§ Input for this task:
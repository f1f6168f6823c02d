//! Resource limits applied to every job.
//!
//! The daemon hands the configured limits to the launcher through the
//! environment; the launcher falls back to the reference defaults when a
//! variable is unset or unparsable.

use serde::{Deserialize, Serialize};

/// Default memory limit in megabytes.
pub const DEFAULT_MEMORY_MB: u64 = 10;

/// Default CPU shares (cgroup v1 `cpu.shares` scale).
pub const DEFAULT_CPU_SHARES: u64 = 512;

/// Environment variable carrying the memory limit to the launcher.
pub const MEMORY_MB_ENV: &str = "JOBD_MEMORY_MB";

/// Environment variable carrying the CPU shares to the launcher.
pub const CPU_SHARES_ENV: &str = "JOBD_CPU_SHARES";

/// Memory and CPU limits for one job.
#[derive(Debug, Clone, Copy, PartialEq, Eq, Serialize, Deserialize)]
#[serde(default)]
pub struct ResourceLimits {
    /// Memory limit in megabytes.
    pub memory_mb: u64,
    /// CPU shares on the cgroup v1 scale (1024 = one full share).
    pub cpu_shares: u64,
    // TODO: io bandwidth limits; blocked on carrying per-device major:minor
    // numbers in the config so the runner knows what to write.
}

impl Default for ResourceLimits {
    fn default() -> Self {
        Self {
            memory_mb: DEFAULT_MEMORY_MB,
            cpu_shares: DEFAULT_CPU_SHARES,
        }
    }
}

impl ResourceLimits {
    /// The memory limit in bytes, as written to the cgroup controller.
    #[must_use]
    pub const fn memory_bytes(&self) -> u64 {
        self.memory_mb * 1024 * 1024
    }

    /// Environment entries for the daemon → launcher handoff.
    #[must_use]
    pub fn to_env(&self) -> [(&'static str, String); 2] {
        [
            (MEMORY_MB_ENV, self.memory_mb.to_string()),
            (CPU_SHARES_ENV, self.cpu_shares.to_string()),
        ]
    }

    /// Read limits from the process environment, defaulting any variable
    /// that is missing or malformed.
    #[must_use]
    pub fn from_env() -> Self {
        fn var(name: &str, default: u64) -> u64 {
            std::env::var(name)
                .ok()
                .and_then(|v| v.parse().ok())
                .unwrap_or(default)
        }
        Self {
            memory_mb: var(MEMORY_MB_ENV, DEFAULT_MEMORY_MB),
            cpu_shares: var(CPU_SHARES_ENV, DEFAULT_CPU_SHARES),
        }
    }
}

* * *

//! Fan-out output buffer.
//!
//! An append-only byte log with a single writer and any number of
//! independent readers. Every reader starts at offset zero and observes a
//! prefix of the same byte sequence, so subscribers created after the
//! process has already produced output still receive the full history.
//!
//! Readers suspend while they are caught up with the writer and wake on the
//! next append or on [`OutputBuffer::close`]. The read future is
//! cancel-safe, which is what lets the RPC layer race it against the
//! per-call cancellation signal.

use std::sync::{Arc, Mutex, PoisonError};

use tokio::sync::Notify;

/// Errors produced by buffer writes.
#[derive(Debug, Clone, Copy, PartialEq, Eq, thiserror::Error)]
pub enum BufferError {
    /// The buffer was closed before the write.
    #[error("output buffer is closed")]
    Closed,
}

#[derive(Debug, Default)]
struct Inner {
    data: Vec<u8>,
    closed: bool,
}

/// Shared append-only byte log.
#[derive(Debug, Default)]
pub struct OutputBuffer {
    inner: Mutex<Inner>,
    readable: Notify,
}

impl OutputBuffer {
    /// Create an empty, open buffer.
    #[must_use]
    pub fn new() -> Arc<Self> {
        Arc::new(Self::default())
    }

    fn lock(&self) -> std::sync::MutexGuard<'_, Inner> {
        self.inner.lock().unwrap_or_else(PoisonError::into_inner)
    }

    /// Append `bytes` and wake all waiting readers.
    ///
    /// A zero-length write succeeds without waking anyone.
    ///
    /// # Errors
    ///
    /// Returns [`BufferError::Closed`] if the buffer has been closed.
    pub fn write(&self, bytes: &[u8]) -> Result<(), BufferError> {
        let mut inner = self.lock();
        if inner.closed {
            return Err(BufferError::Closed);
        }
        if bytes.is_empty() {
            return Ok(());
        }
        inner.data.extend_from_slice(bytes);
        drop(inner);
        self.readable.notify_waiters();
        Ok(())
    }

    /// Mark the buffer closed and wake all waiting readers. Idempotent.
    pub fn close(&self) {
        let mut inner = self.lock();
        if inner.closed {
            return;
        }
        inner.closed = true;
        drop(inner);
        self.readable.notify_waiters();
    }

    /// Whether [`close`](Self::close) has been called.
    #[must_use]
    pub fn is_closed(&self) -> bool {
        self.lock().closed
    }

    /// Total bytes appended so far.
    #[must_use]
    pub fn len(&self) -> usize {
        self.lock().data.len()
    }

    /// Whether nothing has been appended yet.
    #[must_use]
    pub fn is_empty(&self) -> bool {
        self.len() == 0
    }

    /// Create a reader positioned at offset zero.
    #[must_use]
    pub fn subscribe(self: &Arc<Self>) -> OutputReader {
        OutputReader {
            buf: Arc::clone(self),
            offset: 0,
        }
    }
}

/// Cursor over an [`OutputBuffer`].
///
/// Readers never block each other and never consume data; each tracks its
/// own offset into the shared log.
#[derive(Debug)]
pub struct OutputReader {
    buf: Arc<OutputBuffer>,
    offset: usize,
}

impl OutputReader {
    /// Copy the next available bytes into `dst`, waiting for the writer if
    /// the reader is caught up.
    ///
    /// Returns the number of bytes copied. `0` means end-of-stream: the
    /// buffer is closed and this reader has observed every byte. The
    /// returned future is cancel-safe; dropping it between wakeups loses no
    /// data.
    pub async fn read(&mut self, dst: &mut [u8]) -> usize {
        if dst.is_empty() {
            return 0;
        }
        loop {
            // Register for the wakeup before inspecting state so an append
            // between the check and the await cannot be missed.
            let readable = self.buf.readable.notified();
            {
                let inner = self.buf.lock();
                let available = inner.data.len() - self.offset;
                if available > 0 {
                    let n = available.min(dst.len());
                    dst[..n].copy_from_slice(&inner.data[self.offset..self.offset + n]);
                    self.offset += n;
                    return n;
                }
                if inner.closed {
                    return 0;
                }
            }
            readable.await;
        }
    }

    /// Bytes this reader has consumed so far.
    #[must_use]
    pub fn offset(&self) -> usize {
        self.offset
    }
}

---

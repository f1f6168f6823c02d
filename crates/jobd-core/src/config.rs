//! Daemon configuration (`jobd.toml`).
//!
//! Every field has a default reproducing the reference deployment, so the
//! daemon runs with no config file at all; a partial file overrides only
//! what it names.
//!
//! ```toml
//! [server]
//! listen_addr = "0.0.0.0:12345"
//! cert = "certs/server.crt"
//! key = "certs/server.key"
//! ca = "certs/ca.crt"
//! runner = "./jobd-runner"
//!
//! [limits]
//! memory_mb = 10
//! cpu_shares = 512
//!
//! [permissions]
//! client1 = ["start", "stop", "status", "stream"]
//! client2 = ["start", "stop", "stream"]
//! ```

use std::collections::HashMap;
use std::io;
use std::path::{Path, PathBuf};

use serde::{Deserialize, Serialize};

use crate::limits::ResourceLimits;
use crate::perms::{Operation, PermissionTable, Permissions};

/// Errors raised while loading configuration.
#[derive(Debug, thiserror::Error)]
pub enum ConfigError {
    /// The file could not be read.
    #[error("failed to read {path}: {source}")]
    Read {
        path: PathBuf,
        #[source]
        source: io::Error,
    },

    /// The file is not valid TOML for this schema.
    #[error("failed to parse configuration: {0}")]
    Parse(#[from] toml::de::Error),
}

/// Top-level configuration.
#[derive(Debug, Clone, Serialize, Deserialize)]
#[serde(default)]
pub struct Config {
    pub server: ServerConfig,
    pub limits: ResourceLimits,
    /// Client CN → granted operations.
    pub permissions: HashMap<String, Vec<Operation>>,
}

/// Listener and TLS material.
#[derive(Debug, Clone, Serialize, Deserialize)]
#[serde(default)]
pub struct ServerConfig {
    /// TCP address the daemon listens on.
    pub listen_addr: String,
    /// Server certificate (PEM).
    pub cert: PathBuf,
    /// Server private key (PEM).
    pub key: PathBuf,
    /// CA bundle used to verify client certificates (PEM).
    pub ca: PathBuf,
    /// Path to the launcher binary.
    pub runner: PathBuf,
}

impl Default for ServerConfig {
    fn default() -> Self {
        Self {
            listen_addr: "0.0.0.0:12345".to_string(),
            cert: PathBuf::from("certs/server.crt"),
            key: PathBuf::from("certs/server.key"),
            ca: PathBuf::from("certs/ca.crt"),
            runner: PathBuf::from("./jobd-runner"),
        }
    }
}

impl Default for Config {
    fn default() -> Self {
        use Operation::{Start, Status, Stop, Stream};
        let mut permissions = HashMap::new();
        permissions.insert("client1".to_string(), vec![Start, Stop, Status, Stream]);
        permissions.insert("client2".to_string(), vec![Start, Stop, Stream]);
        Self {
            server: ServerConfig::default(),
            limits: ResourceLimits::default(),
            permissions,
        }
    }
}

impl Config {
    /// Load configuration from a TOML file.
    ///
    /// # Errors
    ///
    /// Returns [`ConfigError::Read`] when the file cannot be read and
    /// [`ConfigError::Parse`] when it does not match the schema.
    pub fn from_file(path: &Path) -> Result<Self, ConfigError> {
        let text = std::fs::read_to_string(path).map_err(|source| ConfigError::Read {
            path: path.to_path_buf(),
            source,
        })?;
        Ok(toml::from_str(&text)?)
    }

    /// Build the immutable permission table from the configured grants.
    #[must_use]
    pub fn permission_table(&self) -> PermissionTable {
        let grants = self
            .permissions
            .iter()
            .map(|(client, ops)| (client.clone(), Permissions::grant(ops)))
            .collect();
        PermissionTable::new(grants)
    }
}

§ What to produce:
Copy out every line of the data that includes the word "configured".

§ Answer to the problem:
//! The daemon hands the configured limits to the launcher through the
    /// Build the immutable permission table from the configured grants.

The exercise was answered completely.